Des preuves éclatantes de partialité

 

M. Straif et Mme Guyton ont-ils eu l'autorisation de leur hiérarchie pour donner une interview ? Ils ne pouvaient guère ignorer que cette production serait un pamphlet anti-glyphosate et anti-Monsanto ; que leur interview serait mise en contexte pour servir le but poursuivi ; et qu'ils contribuaient ainsi à éroder la crédibilité et le prestige (enfin, ce qu'il en reste) de leur organisation. Ils ne pouvaient guère ignorer qu'en se mettant ainsi au service d'une cause militante, ils allaient aussi semer le doute sur l'emploi, par le CIRC, des normes scientifiques d'évaluation les plus élevées. Comment peut-on croire à une absence de biais et de parti pris quand les agents concernés du CIRC s'engagent dans une telle aventure ?

 

S'ils n'ont pas obtenu cette autorisation, ils ont contrevenu à leur obligation d'impartialité consignée notamment dans les Normes de conduite de la fonction publique internationale. Et si c'est le cas, c'est l'organisation elle-même qui est en cause.

 

Imagine-t-on qu'une équipe de tournage puisse se présenter dans les locaux d'une petite organisation sans que la direction en soit avisée ?

 

 

Le cas particulier de Mme Guyton

 

Que Mme Guyton ait donné un accord de principe pour « témoigner » devant le « Tribunal Monsanto » est proprement stupéfiant... sauf à considérer que, une fois encore, cela prouve la partialité et le militantisme de l'intéressée ; c'est un élément de plus du faisceau de preuves et de présomptions graves, précises et concordantes de la partialité de l'évaluation du glyphosate.

 

Il est du reste intéressant de noter la référence à l'OMS. Fruit d'un automatisme scriptural, ou mise au pas du CIRC par l'organisation mère ? Nous penchons pour la deuxième hypothèse.

 

Mais il y a encore plus stupéfiant. On peut penser que l'on a fait comprendre à Mme Guyton qu'une implication du CIRC dans la mascarade du « Tribunal Monsanto » était fort malvenue.

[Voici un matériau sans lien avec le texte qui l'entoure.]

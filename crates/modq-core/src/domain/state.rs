//! Per-message processing state and the terminal outcome of a pass.

use std::fmt;

use super::errors::ErrorKind;
use super::ids::TaskId;
use super::prediction::Prediction;
use super::task::TaskStatus;

/// Where a message is in the worker.
///
/// # 状態遷移
/// - RECEIVED -> PREDICTING -> COMPLETED
/// - RECEIVED -> PREDICTING -> RETRYING -> ... -> COMPLETED | DEAD_LETTERED
///
/// Terminal: COMPLETED, DEAD_LETTERED.
#[derive(Debug, Clone, Copy, PartialEq, Eq)]
pub enum ProcessingState {
    Received,
    Predicting,
    Retrying { retry_count: u32 },
    Completed,
    DeadLettered,
}

impl ProcessingState {
    pub fn is_terminal(self) -> bool {
        matches!(self, ProcessingState::Completed | ProcessingState::DeadLettered)
    }
}

impl fmt::Display for ProcessingState {
    fn fmt(&self, f: &mut fmt::Formatter<'_>) -> fmt::Result {
        match self {
            ProcessingState::Received => f.write_str("RECEIVED"),
            ProcessingState::Predicting => f.write_str("PREDICTING"),
            ProcessingState::Retrying { retry_count } => write!(f, "RETRYING({retry_count})"),
            ProcessingState::Completed => f.write_str("COMPLETED"),
            ProcessingState::DeadLettered => f.write_str("DEAD_LETTERED"),
        }
    }
}

/// How a single message left the worker.
#[derive(Debug, Clone, PartialEq)]
pub enum ProcessOutcome {
    /// Task marked completed. `attempts` counts the initial try.
    Completed {
        task_id: TaskId,
        prediction: Prediction,
        attempts: u32,
    },

    /// Budget exhausted: dead-letter record sent and task marked failed.
    DeadLettered {
        task_id: TaskId,
        kind: ErrorKind,
        retry_count: u32,
    },

    /// Payload could not be decoded; dead-lettered without touching any task.
    Rejected,

    /// Redelivered request for a task that already reached `status`.
    /// Nothing is predicted, written or dead-lettered.
    AlreadyHandled { task_id: TaskId, status: TaskStatus },
}

impl ProcessOutcome {
    pub fn state(&self) -> ProcessingState {
        match self {
            ProcessOutcome::Completed { .. } => ProcessingState::Completed,
            ProcessOutcome::DeadLettered { .. } | ProcessOutcome::Rejected => {
                ProcessingState::DeadLettered
            }
            ProcessOutcome::AlreadyHandled { status, .. } => match status {
                TaskStatus::Completed => ProcessingState::Completed,
                _ => ProcessingState::DeadLettered,
            },
        }
    }
}
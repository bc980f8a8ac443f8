//! modq-worker
//!
//! Wires the moderation pipeline from environment settings and runs the
//! worker until Ctrl-C (or, with the in-memory transport, until the demo
//! requests are drained).

use std::sync::Arc;

use anyhow::Context;
use modq_core::app::{
    ModerationConsumer, ModerationProducer, ModerationService, ModerationWorker, Settings,
    TransportKind, WorkerHandle,
};
use modq_core::domain::{Advertisement, ItemId, SellerId, TaskId};
use modq_core::impls::{
    InMemoryBroker, InMemoryCatalog, InMemoryModerationStore, LinearScoringModel,
    ModelPredictionService,
};
use modq_core::ports::{Clock, RecordPublisher, RecordSubscriber, Subscription, SystemClock};
use rand::Rng;
use tracing::{error, info, warn};
use tracing_subscriber::EnvFilter;

const DEMO_ITEMS: u64 = 8;

struct Transport {
    publisher: Arc<dyn RecordPublisher>,
    subscriber: Arc<dyn RecordSubscriber>,
    /// Only set for the in-memory transport.
    broker: Option<InMemoryBroker>,
}

#[tokio::main]
async fn main() -> anyhow::Result<()> {
    // .env は任意
    dotenv::dotenv().ok();

    tracing_subscriber::fmt()
        .with_env_filter(EnvFilter::try_from_default_env().unwrap_or_else(|_| EnvFilter::new("info")))
        .init();

    let settings = Settings::from_env().context("failed to load settings")?;
    info!(
        transport = ?settings.transport,
        moderation_topic = %settings.topics.moderation,
        dlq_topic = %settings.topics.dead_letter,
        group_id = %settings.consumer_group,
        max_attempts = settings.retry.max_attempts,
        cooldown_ms = settings.retry.cooldown.as_millis() as u64,
        "settings loaded"
    );

    let transport = match settings.transport {
        TransportKind::Memory => memory_transport(),
        TransportKind::Kafka => kafka_transport(&settings)?,
    };

    // ========================================================================
    // WIRING
    // ========================================================================
    let clock: Arc<dyn Clock> = Arc::new(SystemClock);
    let catalog = Arc::new(InMemoryCatalog::new());
    for ad in demo_advertisements(DEMO_ITEMS) {
        catalog.insert(ad).await;
    }

    let producer = Arc::new(ModerationProducer::new(
        transport.publisher,
        settings.topics.clone(),
        clock.clone(),
    ));
    let service = Arc::new(ModerationService::new(
        Arc::new(InMemoryModerationStore::new()),
        catalog.clone(),
        producer.clone(),
        clock,
    ));
    let predictor = Arc::new(ModelPredictionService::new(
        catalog,
        Arc::new(LinearScoringModel::default()),
    ));
    let consumer = ModerationConsumer::new(
        transport.subscriber,
        Subscription::new(settings.topics.moderation.clone(), settings.consumer_group.clone()),
    );
    let worker = ModerationWorker::new(consumer, producer, predictor, service.clone(), settings.retry.clone());

    // in-memory mode feeds itself and stops once drained
    let mut submitted = Vec::new();
    if let Some(broker) = &transport.broker {
        for raw in 1..=DEMO_ITEMS {
            let task_id = service
                .submit(ItemId::new(raw))
                .await
                .with_context(|| format!("failed to submit demo item {raw}"))?;
            submitted.push(task_id);
        }
        broker.close().await;
    }

    let (handle, shutdown) = WorkerHandle::new();
    tokio::spawn(async move {
        match tokio::signal::ctrl_c().await {
            Ok(()) => info!("ctrl-c received"),
            Err(e) => error!(error = %e, "failed to listen for ctrl-c"),
        }
        handle.shutdown();
    });

    let summary = worker.run(shutdown).await.context("worker stopped on transport fault")?;
    info!(
        processed = summary.processed,
        completed = summary.completed,
        dead_lettered = summary.dead_lettered,
        skipped = summary.skipped,
        "run finished"
    );

    report(&service, &submitted).await;
    Ok(())
}

fn memory_transport() -> Transport {
    let broker = InMemoryBroker::new();
    Transport {
        publisher: Arc::new(broker.publisher()),
        subscriber: Arc::new(broker.subscriber()),
        broker: Some(broker),
    }
}

#[cfg(feature = "kafka")]
fn kafka_transport(settings: &Settings) -> anyhow::Result<Transport> {
    use modq_core::impls::{KafkaPublisher, KafkaSubscriber};

    let brokers = settings
        .bootstrap_servers
        .clone()
        .context("KAFKA_BOOTSTRAP is required for the kafka transport")?;
    Ok(Transport {
        publisher: Arc::new(KafkaPublisher::new(brokers.clone())),
        subscriber: Arc::new(KafkaSubscriber::new(brokers)),
        broker: None,
    })
}

#[cfg(not(feature = "kafka"))]
fn kafka_transport(_settings: &Settings) -> anyhow::Result<Transport> {
    anyhow::bail!("MODQ_TRANSPORT=kafka needs a build with `--features kafka`")
}

/// Random catalog for the demo run. Item ids are `1..=count`.
fn demo_advertisements(count: u64) -> Vec<Advertisement> {
    let mut rng = rand::thread_rng();
    (1..=count)
        .map(|raw| Advertisement {
            item_id: ItemId::new(raw),
            seller_id: SellerId::new(rng.gen_range(1..=3)),
            is_verified_seller: rng.gen_bool(0.5),
            name: format!("demo item {raw}"),
            description: "x".repeat(rng.gen_range(0..1500)),
            category: rng.gen_range(1..=120),
            images_qty: rng.gen_range(0..=12),
        })
        .collect()
}

async fn report(service: &ModerationService, tasks: &[TaskId]) {
    for &task_id in tasks {
        match service.result(task_id).await {
            Ok(result) => info!(
                task_id = %result.task_id,
                status = %result.status,
                is_violation = ?result.is_violation,
                probability = ?result.probability,
                "moderation result"
            ),
            Err(e) => warn!(task_id = %task_id, error = %e, "result unavailable"),
        }
    }
}
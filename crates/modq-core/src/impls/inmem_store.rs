//! InMemoryModerationStore - テスト用の正本
//!
//! - id は 1 から採番
//! - task ごとに status の遷移履歴を保持（単調性の検証用）
//! - `fail_next_updates(n)` で store 障害を注入できる

use std::collections::HashMap;

use async_trait::async_trait;
use chrono::{DateTime, Utc};
use tokio::sync::Mutex;

use crate::domain::{ItemId, ModerationTask, StoreError, TaskId, TaskStatus, TaskUpdate};
use crate::ports::ModerationStore;

#[derive(Default)]
struct StoreState {
    next_id: u64,
    tasks: HashMap<TaskId, ModerationTask>,
    history: HashMap<TaskId, Vec<TaskStatus>>,
    failing_updates: usize,
}

#[derive(Default)]
pub struct InMemoryModerationStore {
    state: Mutex<StoreState>,
}

impl InMemoryModerationStore {
    pub fn new() -> Self {
        Self::default()
    }

    /// Every status the task has been written with, oldest first.
    pub async fn history(&self, task_id: TaskId) -> Vec<TaskStatus> {
        self.state
            .lock()
            .await
            .history
            .get(&task_id)
            .cloned()
            .unwrap_or_default()
    }

    /// The next `count` updates fail with `StoreError::Backend`.
    pub async fn fail_next_updates(&self, count: usize) {
        self.state.lock().await.failing_updates = count;
    }

    pub async fn len(&self) -> usize {
        self.state.lock().await.tasks.len()
    }

    pub async fn is_empty(&self) -> bool {
        self.len().await == 0
    }
}

#[async_trait]
impl ModerationStore for InMemoryModerationStore {
    async fn create(
        &self,
        item_id: ItemId,
        status: TaskStatus,
        created_at: DateTime<Utc>,
    ) -> Result<ModerationTask, StoreError> {
        let mut state = self.state.lock().await;
        state.next_id += 1;
        let id = TaskId::new(state.next_id);

        let task = ModerationTask::new(id, item_id, status, created_at);
        state.tasks.insert(id, task.clone());
        state.history.insert(id, vec![status]);
        Ok(task)
    }

    async fn get(&self, task_id: TaskId) -> Result<ModerationTask, StoreError> {
        self.state
            .lock()
            .await
            .tasks
            .get(&task_id)
            .cloned()
            .ok_or(StoreError::NotFound(task_id))
    }

    async fn update(&self, task_id: TaskId, update: TaskUpdate) -> Result<ModerationTask, StoreError> {
        let mut state = self.state.lock().await;
        if state.failing_updates > 0 {
            state.failing_updates -= 1;
            return Err(StoreError::Backend("injected update failure".to_string()));
        }

        let status = update.status();
        let task = state.tasks.get_mut(&task_id).ok_or(StoreError::NotFound(task_id))?;
        task.apply(update);
        let task = task.clone();
        state.history.entry(task_id).or_default().push(status);
        Ok(task)
    }
}

#[cfg(test)]
mod tests {
    use super::*;
    use crate::domain::Prediction;
    use chrono::TimeZone;

    fn at() -> DateTime<Utc> {
        Utc.with_ymd_and_hms(2025, 3, 1, 12, 0, 0).unwrap()
    }

    #[tokio::test]
    async fn ids_start_at_one() {
        let store = InMemoryModerationStore::new();
        let a = store.create(ItemId::new(5), TaskStatus::Pending, at()).await.unwrap();
        let b = store.create(ItemId::new(6), TaskStatus::Pending, at()).await.unwrap();
        assert_eq!(a.id, TaskId::new(1));
        assert_eq!(b.id, TaskId::new(2));
        assert_eq!(store.len().await, 2);
    }

    #[tokio::test]
    async fn update_applies_and_records_history() {
        let store = InMemoryModerationStore::new();
        let task = store.create(ItemId::new(5), TaskStatus::Pending, at()).await.unwrap();

        let updated = store
            .update(
                task.id,
                TaskUpdate::Completed {
                    prediction: Prediction::new(false, 0.1).unwrap(),
                    processed_at: at(),
                },
            )
            .await
            .unwrap();

        assert_eq!(updated.status, TaskStatus::Completed);
        assert_eq!(store.get(task.id).await.unwrap(), updated);
        assert_eq!(
            store.history(task.id).await,
            vec![TaskStatus::Pending, TaskStatus::Completed]
        );
    }

    #[tokio::test]
    async fn missing_task_is_not_found() {
        let store = InMemoryModerationStore::new();
        let err = store.get(TaskId::new(7)).await.unwrap_err();
        assert!(matches!(err, StoreError::NotFound(id) if id == TaskId::new(7)));

        let err = store
            .update(
                TaskId::new(7),
                TaskUpdate::Failed {
                    error_message: "x".to_string(),
                    processed_at: at(),
                },
            )
            .await
            .unwrap_err();
        assert!(matches!(err, StoreError::NotFound(_)));
    }

    #[tokio::test]
    async fn injected_failures_are_consumed() {
        let store = InMemoryModerationStore::new();
        let task = store.create(ItemId::new(5), TaskStatus::Pending, at()).await.unwrap();
        store.fail_next_updates(1).await;

        let update = TaskUpdate::Failed {
            error_message: "x".to_string(),
            processed_at: at(),
        };
        assert!(matches!(
            store.update(task.id, update.clone()).await,
            Err(StoreError::Backend(_))
        ));
        assert!(store.update(task.id, update).await.is_ok());
    }
}
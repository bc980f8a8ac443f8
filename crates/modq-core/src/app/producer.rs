//! ModerationProducer - moderation request と dead-letter の送信
//!
//! Every send waits for the broker acknowledgement, which gives at-least-once
//! delivery. The underlying publisher is connected lazily on first send if
//! `start()` was never called.

use std::sync::Arc;

use chrono::{DateTime, Utc};
use tokio::sync::Mutex;
use tracing::{debug, info};

use super::config::TopicNames;
use crate::domain::{DeadLetterMessage, ItemId, ModerationRequestMessage, TaskId, TransportError};
use crate::ports::{Clock, RecordPosition, RecordPublisher};

pub struct ModerationProducer {
    publisher: Arc<dyn RecordPublisher>,
    topics: TopicNames,
    clock: Arc<dyn Clock>,
    started: Mutex<bool>,
}

impl ModerationProducer {
    pub fn new(publisher: Arc<dyn RecordPublisher>, topics: TopicNames, clock: Arc<dyn Clock>) -> Self {
        Self {
            publisher,
            topics,
            clock,
            started: Mutex::new(false),
        }
    }

    pub fn topics(&self) -> &TopicNames {
        &self.topics
    }

    /// Connect the publisher. No-op when already started.
    pub async fn start(&self) -> Result<(), TransportError> {
        let mut started = self.started.lock().await;
        if *started {
            return Ok(());
        }
        self.publisher.connect().await?;
        *started = true;
        info!(
            moderation_topic = %self.topics.moderation,
            dlq_topic = %self.topics.dead_letter,
            "producer started"
        );
        Ok(())
    }

    /// Flush and disconnect. No-op when never started.
    ///
    /// Stays started when the disconnect fails, so `stop()` can be retried.
    pub async fn stop(&self) -> Result<(), TransportError> {
        let mut started = self.started.lock().await;
        if !*started {
            return Ok(());
        }
        self.publisher.disconnect().await?;
        *started = false;
        info!("producer stopped");
        Ok(())
    }

    pub async fn is_started(&self) -> bool {
        *self.started.lock().await
    }

    /// Publish a moderation request for `task_id`/`item_id`.
    pub async fn send_moderation_request(
        &self,
        task_id: TaskId,
        item_id: ItemId,
        timestamp: DateTime<Utc>,
    ) -> Result<RecordPosition, TransportError> {
        let payload = ModerationRequestMessage::new(task_id, item_id, timestamp).encode()?;
        let position = self.publish(&self.topics.moderation, &payload).await?;
        debug!(
            task_id = %task_id,
            item_id = %item_id,
            partition = position.partition,
            offset = position.offset,
            "moderation request enqueued"
        );
        Ok(position)
    }

    /// Stamp the current time and publish a dead-letter record.
    pub async fn send_to_dlq(
        &self,
        original_message: &str,
        error: &str,
        retry_count: u32,
    ) -> Result<RecordPosition, TransportError> {
        let message = DeadLetterMessage::new(original_message, error, retry_count, self.clock.now());
        let payload = message.encode()?;
        let position = self.publish(&self.topics.dead_letter, &payload).await?;
        info!(
            error = %error,
            retry_count,
            topic = %self.topics.dead_letter,
            offset = position.offset,
            "message dead-lettered"
        );
        Ok(position)
    }

    async fn publish(&self, topic: &str, payload: &[u8]) -> Result<RecordPosition, TransportError> {
        self.start().await?;
        self.publisher.publish(topic, payload).await
    }
}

Que fait-elle ? Elle persiste dans sa participation à l'organisation de la mascarade et suggère à Mme Robin de s'adresser à M. Blair. Autrement dit, d'impliquer le CIRC par l'intermédiaire du président du groupe de travail !

 

Rappelons que, pendant un temps, le programme du « Tribunal Monsanto » annonçait le « témoignage » de M. Christopher Portier, présenté comme « expert de l'OMS ». Il y a lieu de croire que l'OMS siège a mis le holà.

 

 

 

 

Le mutisme de M. Blair... et du CIRC

 

L'interrogatoire de M. Blair – que nous reproduisons ci-dessous en traduction – fait aussi état d'une conversation téléphonique le 6 mars, a priori 2017. C'est un peu confus. Mais le fait est que M. Blair n'a pas informé Mme Robin de l'existence des nouvelles données de l'AHS, l'étude de la santé dans le monde agricole, qui ne montraient pas de lien entre le glyphosate et les lymphomes non Hodgkiniens.

 

Pour résumer la déposition, M. Blair n'a pas parlé de ces données parce qu'elles n'étaient pas publiées ; et parce que le CIRC n'utilise que des données publiées (c'est le dogme – nous avons relevé précédemment que c'est faux).

 

Et, pour résumer encore, M. Blair assiste, silencieux, à un acharnement contre le glyphosate qu'il sait injustifié. C'est son choix.

 

Mais ce qui est plus important, c'est que le CIRC ne prend aucune mesure pour corriger un classement en cancérogène probable dont il sait – maintenant et en fait de longue date – qu'il est indu. En bref – et nous osons le mot – que c'est une escroquerie.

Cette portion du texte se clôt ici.